Abstract Toll-like receptors (TLRs) on dendritic cells (DC) interact with self-antigens and play a critical role in systemic lupus erythematosus (SLE) pathogenesis. TLR3, TLR7/8, or TLR9 are endosomal receptors that require proteolytic processing in the endolysosome to initiate signaling in response to DNA, single-stranded RNA, and double-stranded RNA. Targeting this proteolytic processing may represent a novel strategy for inhibiting TLR mediated pathogenesis. Human alpha 1 antitrypsin (hAAT) is a protease inhibitor with anti-inflammatory and immunoregulatory properties. However, the effect of hAAT on TLRs is not clear. In this study we first tested the effect of hAAT on DCs. We showed that hAAT treatment inhibited TLR7/8 and TLR9 agonists induced DC expressions of CD80, CD86 and MHC-II and significantly reduced the productions of IL-12, IFN-α and CXCL-10. Mechanistically, hAAT lowered the expression of interferon signature genes (MX-I, Isg-15, IRF-7, Il-12p40 and TNF-α).
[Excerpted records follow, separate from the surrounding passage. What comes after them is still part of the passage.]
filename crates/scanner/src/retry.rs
use std::time::Duration;

use tokio_util::sync::CancellationToken;
use tracing::debug;

use crate::error::ScanError;

/// Strategy for computing delay between retry attempts.
#[derive(Debug, Clone)]
pub enum RetryStrategy {
    /// Exponential backoff: `base * multiplier^attempt`, optionally with
    /// deterministic jitter.
    Exponential {
        /// Initial delay before the first retry.
        base: Duration,
        /// Upper bound on the computed delay.
        max: Duration,
        /// Factor applied on each successive attempt.
        multiplier: f64,
        /// When `true`, a deterministic jitter factor is applied so that
        /// concurrent scanners do not all retry at the same instant.
        jitter: bool,
    },
    /// Constant delay between every retry attempt.
    Constant {
        /// Fixed delay duration.
        delay: Duration,
    },
}

impl RetryStrategy {
    /// Compute the delay duration for the given zero-based `attempt` number.
    pub fn delay_for(&self, attempt: u32) -> Duration {
        match self {
            Self::Exponential {
                base,
                max,
                multiplier,
                jitter,
            } => {
                let base_secs = base.as_secs_f64();
                // `attempt` is a small retry count, far below i32::MAX.
                #[allow(clippy::cast_possible_wrap)]
                let raw = base_secs * multiplier.powi(attempt as i32);

                let adjusted = if *jitter {
                    // Deterministic jitter: vary by +0% to +40% based on the
                    // attempt number. This spreads retries across a window
                    // without requiring a random number generator.
                    let jitter_factor = 1.0 + 0.1 * f64::from(attempt % 5);
                    raw * jitter_factor
                } else {
                    raw
                };

                let clamped = adjusted.min(max.as_secs_f64());
                Duration::from_secs_f64(clamped)
            }
            Self::Constant { delay } => *delay,
        }
    }
}

impl Default for RetryStrategy {
    fn default() -> Self {
        Self::Exponential {
            base: Duration::from_millis(200),
            max: Duration::from_secs(30),
            multiplier: 2.0,
            jitter: true,
        }
    }
}

/// Retry policy: a backoff strategy plus the per-scan attempt budget.
#[derive(Debug, Clone)]
pub struct RetryPolicy {
    /// The backoff curve.
    pub strategy: RetryStrategy,
    /// Total attempts allowed, including the first (default 5).
    pub max_attempts: u32,
}

impl Default for RetryPolicy {
    fn default() -> Self {
        Self {
            strategy: RetryStrategy::default(),
            max_attempts: 5,
        }
    }
}

/// Drive an operation through the retry policy.
///
/// Only [retryable](ScanError::is_retryable) failures are retried;
/// everything else returns immediately. Cancellation is honored before
/// every attempt and during every backoff sleep.
pub async fn with_retries<T, F, Fut>(
    policy: &RetryPolicy,
    ctx: &CancellationToken,
    mut operation: F,
) -> Result<T, ScanError>
where
    F: FnMut() -> Fut,
    Fut: std::future::Future<Output = Result<T, ScanError>>,
{
    let mut attempt = 0u32;
    loop {
        if ctx.is_cancelled() {
            return Err(ScanError::Cancelled);
        }

        match operation().await {
            Ok(value) => return Ok(value),
            Err(error) if error.is_retryable() && attempt + 1 < policy.max_attempts => {
                let delay = policy.strategy.delay_for(attempt);
                debug!(attempt, ?delay, %error, "retrying after transient scan failure");
                tokio::select! {
                    () = ctx.cancelled() => return Err(ScanError::Cancelled),
                    () = tokio::time::sleep(delay) => {}
                }
                attempt += 1;
            }
            Err(error) => return Err(error),
        }
    }
}
//! # Logging Bootstrap
//!
//! Structured logging via `tracing` with `tracing-subscriber`. Supports a
//! pretty console format for interactive use and JSON for log shipping;
//! the `RUST_LOG` environment variable overrides the configured default
//! filter.

use tracing_subscriber::EnvFilter;

use crate::error::{Error, Result};

/// Output format for log events.
#[derive(Debug, Clone, Copy, PartialEq, Eq, Default)]
pub enum LogFormat {
    #[default]
    Pretty,
    Json,
}

/// Logging configuration.
#[derive(Debug, Clone)]
pub struct LoggingConfig {
    /// Default filter directive when `RUST_LOG` is unset.
    pub default_filter: String,
    /// Output format.
    pub format: LogFormat,
}

impl Default for LoggingConfig {
    fn default() -> Self {
        Self {
            default_filter: "info".to_string(),
            format: LogFormat::Pretty,
        }
    }
}

impl LoggingConfig {
    pub fn with_filter(mut self, filter: impl Into<String>) -> Self {
        self.default_filter = filter.into();
        self
    }

    pub fn with_format(mut self, format: LogFormat) -> Self {
        self.format = format;
        self
    }
}

/// Initialize the global tracing subscriber.
///
/// Call once at process startup. Returns an error when a global
/// subscriber was already installed.
pub fn init_logging(config: LoggingConfig) -> Result<()> {
    let filter = EnvFilter::try_from_default_env()
        .unwrap_or_else(|_| EnvFilter::new(&config.default_filter));

    let result = match config.format {
        LogFormat::Pretty => tracing_subscriber::fmt()
            .with_env_filter(filter)
            .with_target(true)
            .try_init(),
        LogFormat::Json => tracing_subscriber::fmt()
            .with_env_filter(filter)
            .json()
            .try_init(),
    };

    result.map_err(|e| Error::Internal(format!("failed to install tracing subscriber: {}", e)))
}

#[cfg(test)]
mod tests {
    use super::*;

    #[test]
    fn test_init_is_idempotent_failure() {
        // First call may or may not win the global slot depending on test
        // ordering; the second is guaranteed to fail without panicking.
        let _ = init_logging(LoggingConfig::default());
        assert!(init_logging(LoggingConfig::default()).is_err());
    }

    #[test]
    fn test_config_builders() {
        let config = LoggingConfig::default()
            .with_filter("debug,core_scan=trace")
            .with_format(LogFormat::Json);
        assert_eq!(config.format, LogFormat::Json);
        assert_eq!(config.default_filter, "debug,core_scan=trace");
    }
}
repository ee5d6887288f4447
use thiserror::Error;

#[derive(Error, Debug)]
pub enum BridgeError {
    #[error("Bridge capability not available: {0}")]
    NotAvailable(String),

    #[error("Transport error: {0}")]
    Transport(String),

    #[error("Request timed out after {0} seconds")]
    Timeout(u64),

    #[error("Authentication failed: {0}")]
    Auth(String),

    #[error("Failed to decode remote response: {0}")]
    Decode(String),

    #[error("Bridge operation failed: {0}")]
    OperationFailed(String),

    #[error("IO error: {0}")]
    Io(#[from] std::io::Error),
}

impl BridgeError {
    /// Transient failures are eligible for bounded retry by the caller.
    pub fn is_transient(&self) -> bool {
        matches!(self, Self::Transport(_) | Self::Timeout(_))
    }
}

pub type Result<T> = std::result::Result<T, BridgeError>;
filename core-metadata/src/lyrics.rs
//! Lyric Detection and Fetching
//!
//! Lyric files live next to the audio file under the same stem: `.lrc` for
//! synced lyrics, `.txt` for plain text. Detection is a pure filename
//! convention check. Fetching is a pluggable capability ([`LyricSource`])
//! with a documented no-op default; the priority logic here (synced wins
//! over plain, plain is replaced when synced arrives) is testable without
//! any real lyric backend.

use async_trait::async_trait;
use serde::{Deserialize, Serialize};
use std::path::{Path, PathBuf};
use tracing::{debug, warn};

use crate::error::{MetadataError, Result};
use crate::extractor::TrackTags;

/// Lyric availability for a track, by sibling-file convention.
#[derive(Debug, Clone, Copy, PartialEq, Eq, Serialize, Deserialize, Default)]
pub enum LyricStatus {
    /// No lyric file present
    #[default]
    None,
    /// Plain text lyrics (`.txt`)
    Plain,
    /// Synchronized lyrics (`.lrc`)
    Synced,
}

impl LyricStatus {
    /// Detect lyric presence for an audio file path. Synced takes priority
    /// when both siblings exist.
    pub fn detect(audio_path: &Path) -> Self {
        if audio_path.with_extension("lrc").is_file() {
            Self::Synced
        } else if audio_path.with_extension("txt").is_file() {
            Self::Plain
        } else {
            Self::None
        }
    }

    pub fn is_synced(&self) -> bool {
        matches!(self, Self::Synced)
    }
}

/// Lyric text retrieval capability.
///
/// Real implementations scrape or query lyric services; the core only
/// depends on this contract. `Ok(None)` means "nothing found" and is the
/// expected answer from the default stub.
#[async_trait]
pub trait LyricSource: Send + Sync {
    /// Search for synchronized (`.lrc`) lyric text.
    async fn search_synced(&self, tags: &TrackTags) -> Result<Option<String>>;

    /// Search for plain (`.txt`) lyric text.
    async fn search_plain(&self, tags: &TrackTags) -> Result<Option<String>>;
}

/// Documented no-op default: never finds anything.
#[derive(Debug, Clone, Default)]
pub struct NoopLyricSource;

#[async_trait]
impl LyricSource for NoopLyricSource {
    async fn search_synced(&self, _tags: &TrackTags) -> Result<Option<String>> {
        Ok(None)
    }

    async fn search_plain(&self, _tags: &TrackTags) -> Result<Option<String>> {
        Ok(None)
    }
}

/// Applies the fetch policy on top of a [`LyricSource`]:
///
/// 1. Files that already have synced lyrics are skipped when
///    `skip_synced` is set.
/// 2. Synced lyrics are searched first; saving them replaces an existing
///    plain file.
/// 3. Plain lyrics are only searched when the track has no lyrics at all.
pub struct LyricFetcher<S: LyricSource> {
    source: S,
    skip_synced: bool,
}

impl<S: LyricSource> LyricFetcher<S> {
    pub fn new(source: S) -> Self {
        Self {
            source,
            skip_synced: true,
        }
    }

    pub fn with_skip_synced(mut self, skip_synced: bool) -> Self {
        self.skip_synced = skip_synced;
        self
    }

    /// Fetch lyrics for one track and persist them as sibling files.
    ///
    /// Returns the lyric status after fetching (unchanged when nothing was
    /// found).
    pub async fn fetch_for(&self, audio_path: &Path, tags: &TrackTags) -> Result<LyricStatus> {
        let current = LyricStatus::detect(audio_path);

        if self.skip_synced && current.is_synced() {
            debug!(path = %audio_path.display(), "Synced lyrics present, skipping");
            return Ok(current);
        }

        if let Some(content) = self.source.search_synced(tags).await? {
            self.save(audio_path.with_extension("lrc"), &content)?;
            let plain_path = audio_path.with_extension("txt");
            if plain_path.is_file() {
                if let Err(e) = std::fs::remove_file(&plain_path) {
                    warn!(path = %plain_path.display(), error = %e, "Failed to remove superseded plain lyrics");
                }
            }
            return Ok(LyricStatus::Synced);
        }

        if current == LyricStatus::None {
            if let Some(content) = self.source.search_plain(tags).await? {
                self.save(audio_path.with_extension("txt"), &content)?;
                return Ok(LyricStatus::Plain);
            }
        }

        Ok(current)
    }

    fn save(&self, path: PathBuf, content: &str) -> Result<()> {
        std::fs::write(&path, content).map_err(|e| {
            MetadataError::LyricsFetchFailed(format!(
                "failed to save lyrics to {}: {}",
                path.display(),
                e
            ))
        })?;
        debug!(path = %path.display(), "Saved lyrics");
        Ok(())
    }
}
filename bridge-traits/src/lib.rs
//! # Capability Traits
//!
//! Contracts between the Tunewatch core and everything it consumes from the
//! outside world. Each trait is a capability the core requires but does not
//! implement itself:
//!
//! - [`RemoteCatalog`](catalog::RemoteCatalog) - artist lookup and release
//!   listing against a remote music catalog
//! - [`CredentialStore`](credentials::CredentialStore) - bearer-token access
//!   (the login flow itself lives outside the core)
//! - [`CompanionClient`](companion::CompanionClient) - best-effort search
//!   dispatch to a locally running P2P client
//! - [`Clock`](time::Clock) - injectable time source for deterministic tests
//!
//! ## Error Handling
//!
//! All capability traits report failures through [`BridgeError`]. The core
//! decides policy: transport errors are retried with backoff, auth errors
//! abort a reconciliation pass, companion failures are logged and ignored.
//!
//! ## Thread Safety
//!
//! Every trait requires `Send + Sync` so capabilities can be shared across
//! async tasks behind `Arc<dyn _>`.

pub mod catalog;
pub mod companion;
pub mod credentials;
pub mod error;
pub mod time;

pub use error::BridgeError;

pub use catalog::{ArtistMatch, ReleaseKind, RemoteCatalog, RemoteRelease};
pub use companion::{CommandCompanion, CompanionClient, NoopCompanion};
pub use credentials::{CredentialStore, StaticCredentialStore};
pub use time::{Clock, SystemClock};
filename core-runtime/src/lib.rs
//! # Runtime Module
//!
//! Shared runtime plumbing for the Tunewatch core:
//!
//! - **Events** (`events`): broadcast channel carrying scan and
//!   reconciliation events to the presentation side, the only way any
//!   front end observes the core
//! - **Configuration** (`config`): [`WatchConfig`] builder with fail-fast
//!   validation of required capabilities
//! - **Logging** (`logging`): `tracing-subscriber` bootstrap

pub mod config;
pub mod error;
pub mod events;
pub mod logging;

pub use config::{WatchConfig, WatchConfigBuilder};
pub use error::{Error, Result};
pub use events::{CoreEvent, EventBus, ReconcileEvent, ScanEvent};
pub use logging::{init_logging, LogFormat, LoggingConfig};
//! # Companion Notifier
//!
//! Forwards each newly discovered release to the companion P2P client as a
//! plain `"<artist> <title>"` search. Strictly best-effort: an unavailable
//! or failing client is logged and forgotten, and never affects the
//! reconciliation result or the ledger.

use bridge_traits::companion::CompanionClient;
use std::sync::Arc;
use tracing::{debug, warn};

pub struct CompanionNotifier {
    companion: Arc<dyn CompanionClient>,
}

impl CompanionNotifier {
    pub fn new(companion: Arc<dyn CompanionClient>) -> Self {
        Self { companion }
    }

    /// Dispatches a search for a new release. Never fails.
    pub async fn notify_new_release(&self, artist: &str, title: &str) {
        if !self.companion.is_available() {
            debug!(artist, title, "No companion client, skipping search dispatch");
            return;
        }

        let query = format!("{} {}", artist, title);
        if let Err(e) = self.companion.search(&query).await {
            warn!(query, error = %e, "Companion search dispatch failed");
        }
    }
}

#[cfg(test)]
mod tests {
    use super::*;
    use async_trait::async_trait;
    use bridge_traits::companion::NoopCompanion;
    use bridge_traits::error::BridgeError;
    use std::sync::Mutex;

    struct RecordingCompanion {
        queries: Mutex<Vec<String>>,
        fail: bool,
    }

    #[async_trait]
    impl CompanionClient for RecordingCompanion {
        fn is_available(&self) -> bool {
            true
        }

        async fn search(&self, query: &str) -> bridge_traits::error::Result<()> {
            self.queries.lock().unwrap().push(query.to_string());
            if self.fail {
                Err(BridgeError::OperationFailed("spawn failed".to_string()))
            } else {
                Ok(())
            }
        }
    }

    #[tokio::test]
    async fn test_query_format() {
        let companion = Arc::new(RecordingCompanion {
            queries: Mutex::new(Vec::new()),
            fail: false,
        });
        let notifier = CompanionNotifier::new(companion.clone());

        notifier.notify_new_release("Asha", "First Light").await;
        assert_eq!(
            companion.queries.lock().unwrap().as_slice(),
            &["Asha First Light".to_string()]
        );
    }

    #[tokio::test]
    async fn test_failures_are_swallowed() {
        let companion = Arc::new(RecordingCompanion {
            queries: Mutex::new(Vec::new()),
            fail: true,
        });
        CompanionNotifier::new(companion)
            .notify_new_release("Asha", "First Light")
            .await;
    }

    #[tokio::test]
    async fn test_unavailable_client_is_skipped() {
        CompanionNotifier::new(Arc::new(NoopCompanion))
            .notify_new_release("Asha", "First Light")
            .await;
    }
}
//! Credential Capability
//!
//! The core never performs a login flow; it only consumes the bearer token
//! the host obtained elsewhere (browser OAuth redirect, config file, ...).
//! An absent token is a valid state surfaced as "reconciliation
//! unavailable", not an error.

use async_trait::async_trait;

use crate::error::Result;

/// Bearer credential access.
#[async_trait]
pub trait CredentialStore: Send + Sync {
    /// Current bearer token, or `None` when the user is not logged in.
    ///
    /// Implementations are responsible for refresh; a token returned here
    /// is expected to be usable for at least the next few minutes.
    async fn bearer_token(&self) -> Result<Option<String>>;
}

/// Fixed-token store for tests and host setups that manage the token
/// externally.
#[derive(Debug, Clone, Default)]
pub struct StaticCredentialStore {
    token: Option<String>,
}

impl StaticCredentialStore {
    pub fn new(token: impl Into<String>) -> Self {
        Self {
            token: Some(token.into()),
        }
    }

    /// A store with no credential, i.e. "not logged in".
    pub fn empty() -> Self {
        Self { token: None }
    }
}

#[async_trait]
impl CredentialStore for StaticCredentialStore {
    async fn bearer_token(&self) -> Result<Option<String>> {
        Ok(self.token.clone())
    }
}

#[cfg(test)]
mod tests {
    use super::*;

    #[tokio::test]
    async fn test_static_store() {
        let store = StaticCredentialStore::new("tok-123");
        assert_eq!(store.bearer_token().await.unwrap().as_deref(), Some("tok-123"));

        let empty = StaticCredentialStore::empty();
        assert_eq!(empty.bearer_token().await.unwrap(), None);
    }
}
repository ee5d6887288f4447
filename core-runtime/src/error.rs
use thiserror::Error;

#[derive(Error, Debug)]
pub enum Error {
    #[error("Configuration error: {0}")]
    Config(String),

    #[error("Capability missing: {capability} - {message}")]
    CapabilityMissing { capability: String, message: String },

    #[error("Internal error: {0}")]
    Internal(String),
}

pub type Result<T> = std::result::Result<T, Error>;
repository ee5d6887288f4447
//! # Scan Cursor
//!
//! Durable traversal position for the library walker. The cursor records
//! how far a walk over the sorted file listing got and how many eligible
//! files that listing contained; a listing of a different length on the
//! next run marks the cursor stale and forces a fresh walk, because index
//! positions would no longer line up with the same files.

use serde::{Deserialize, Serialize};
use std::path::{Path, PathBuf};
use tracing::debug;

use crate::error::{Result, ScanError};
use crate::fingerprint::CONTROL_DIR;

const CURSOR_FILE: &str = "cursor.json";

/// Position within a sorted file listing.
#[derive(Debug, Clone, PartialEq, Eq, Serialize, Deserialize)]
pub struct ScanCursor {
    /// Index of the next file to process.
    pub next_index: usize,
    /// Length of the listing the cursor was taken against.
    pub total_files: usize,
    /// Whether the walk ran to completion.
    pub completed: bool,
}

impl ScanCursor {
    /// A cursor is stale when the current listing length differs from the
    /// one it was recorded against.
    pub fn is_stale(&self, listing_len: usize) -> bool {
        self.total_files != listing_len
    }
}

/// Loads and saves the cursor under the library's control directory.
///
/// Saves go through a temp file and rename so a crash mid-write leaves the
/// previous cursor intact; the rename is the commit point of a checkpoint.
#[derive(Debug)]
pub struct CursorStore {
    cursor_path: PathBuf,
}

impl CursorStore {
    pub fn new(library_root: &Path) -> Self {
        Self {
            cursor_path: library_root.join(CONTROL_DIR).join(CURSOR_FILE),
        }
    }

    /// Loads the persisted cursor, if any. An unreadable or unparsable
    /// cursor is treated as absent.
    pub fn load(&self) -> Option<ScanCursor> {
        let data = std::fs::read_to_string(&self.cursor_path).ok()?;
        match serde_json::from_str(&data) {
            Ok(cursor) => Some(cursor),
            Err(e) => {
                tracing::warn!(
                    path = %self.cursor_path.display(),
                    error = %e,
                    "Cursor unparsable, starting a fresh walk"
                );
                None
            }
        }
    }

    pub fn save(&self, cursor: &ScanCursor) -> Result<()> {
        if let Some(parent) = self.cursor_path.parent() {
            std::fs::create_dir_all(parent)?;
        }
        let tmp_path = self.cursor_path.with_extension("json.tmp");
        std::fs::write(&tmp_path, serde_json::to_vec_pretty(cursor)?)?;
        std::fs::rename(&tmp_path, &self.cursor_path).map_err(|e| {
            ScanError::Persist(format!(
                "failed to commit cursor {}: {}",
                self.cursor_path.display(),
                e
            ))
        })?;
        debug!(next_index = cursor.next_index, total = cursor.total_files, "Saved cursor");
        Ok(())
    }

    /// Removes the cursor. Absence is not an error.
    pub fn clear(&self) -> Result<()> {
        match std::fs::remove_file(&self.cursor_path) {
            Ok(()) => Ok(()),
            Err(e) if e.kind() == std::io::ErrorKind::NotFound => Ok(()),
            Err(e) => Err(e.into()),
        }
    }
}

#[cfg(test)]
mod tests {
    use super::*;
    use tempfile::TempDir;

    #[test]
    fn test_save_load_clear() {
        let dir = TempDir::new().unwrap();
        let store = CursorStore::new(dir.path());
        assert!(store.load().is_none());

        let cursor = ScanCursor {
            next_index: 42,
            total_files: 100,
            completed: false,
        };
        store.save(&cursor).unwrap();
        assert_eq!(store.load(), Some(cursor));

        store.clear().unwrap();
        assert!(store.load().is_none());
        store.clear().unwrap();
    }

    #[test]
    fn test_staleness() {
        let cursor = ScanCursor {
            next_index: 10,
            total_files: 50,
            completed: false,
        };
        assert!(!cursor.is_stale(50));
        assert!(cursor.is_stale(49));
        assert!(cursor.is_stale(51));
    }

    #[test]
    fn test_garbage_cursor_treated_as_absent() {
        let dir = TempDir::new().unwrap();
        let control = dir.path().join(CONTROL_DIR);
        std::fs::create_dir_all(&control).unwrap();
        std::fs::write(control.join(CURSOR_FILE), "{oops").unwrap();

        let store = CursorStore::new(dir.path());
        assert!(store.load().is_none());
    }
}
//! Wire types for the MusicBrainz JSON web service.

use bridge_traits::catalog::ReleaseKind;
use serde::Deserialize;

/// Response of `GET /ws/2/artist?query=...`.
#[derive(Debug, Deserialize)]
pub struct ArtistSearchResponse {
    #[serde(default)]
    pub artists: Vec<ArtistEntry>,
}

#[derive(Debug, Deserialize)]
pub struct ArtistEntry {
    pub id: String,
    pub name: String,
    /// Search relevance 0-100, present on search results only.
    pub score: Option<u8>,
}

/// Response of `GET /ws/2/release-group?artist=...`.
#[derive(Debug, Deserialize)]
pub struct ReleaseGroupBrowseResponse {
    #[serde(rename = "release-groups", default)]
    pub release_groups: Vec<ReleaseGroupEntry>,
}

#[derive(Debug, Deserialize)]
pub struct ReleaseGroupEntry {
    pub id: String,
    pub title: String,
    /// `YYYY-MM-DD`, possibly truncated to year or year-month. Absent or
    /// empty when MusicBrainz has no date.
    #[serde(rename = "first-release-date")]
    pub first_release_date: Option<String>,
    #[serde(rename = "primary-type")]
    pub primary_type: Option<String>,
}

impl ReleaseGroupEntry {
    /// Maps MusicBrainz's primary type onto [`ReleaseKind`]. Secondary
    /// types (live, compilation) are not consulted; anything unrecognized
    /// is `Other` and gets filtered by the caller.
    pub fn kind(&self) -> ReleaseKind {
        match self.primary_type.as_deref() {
            Some("Album") => ReleaseKind::Album,
            Some("EP") => ReleaseKind::Ep,
            Some("Single") => ReleaseKind::Single,
            _ => ReleaseKind::Other,
        }
    }

    /// Release date with empty strings collapsed to `None`.
    pub fn date(&self) -> Option<String> {
        self.first_release_date
            .as_deref()
            .filter(|d| !d.is_empty())
            .map(String::from)
    }
}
Importantly, western blot analysis showed that hAAT treatment reduced the active form (cleaved) of TLR9 in DCs indicating a novel mechanism of hAAT function in the immune system. Our in vivo studies in mouse models also showed that hAAT attenuated TLR agonist-induced pathogenesis. These data demonstrated that hAAT inhibited TLR7/8 and TLR9 signaling pathways in DCs, which are critical for lupus development. These findings not only advanced the current knowledge of hAAT biology, but also implied an insight for clinical application of hAAT.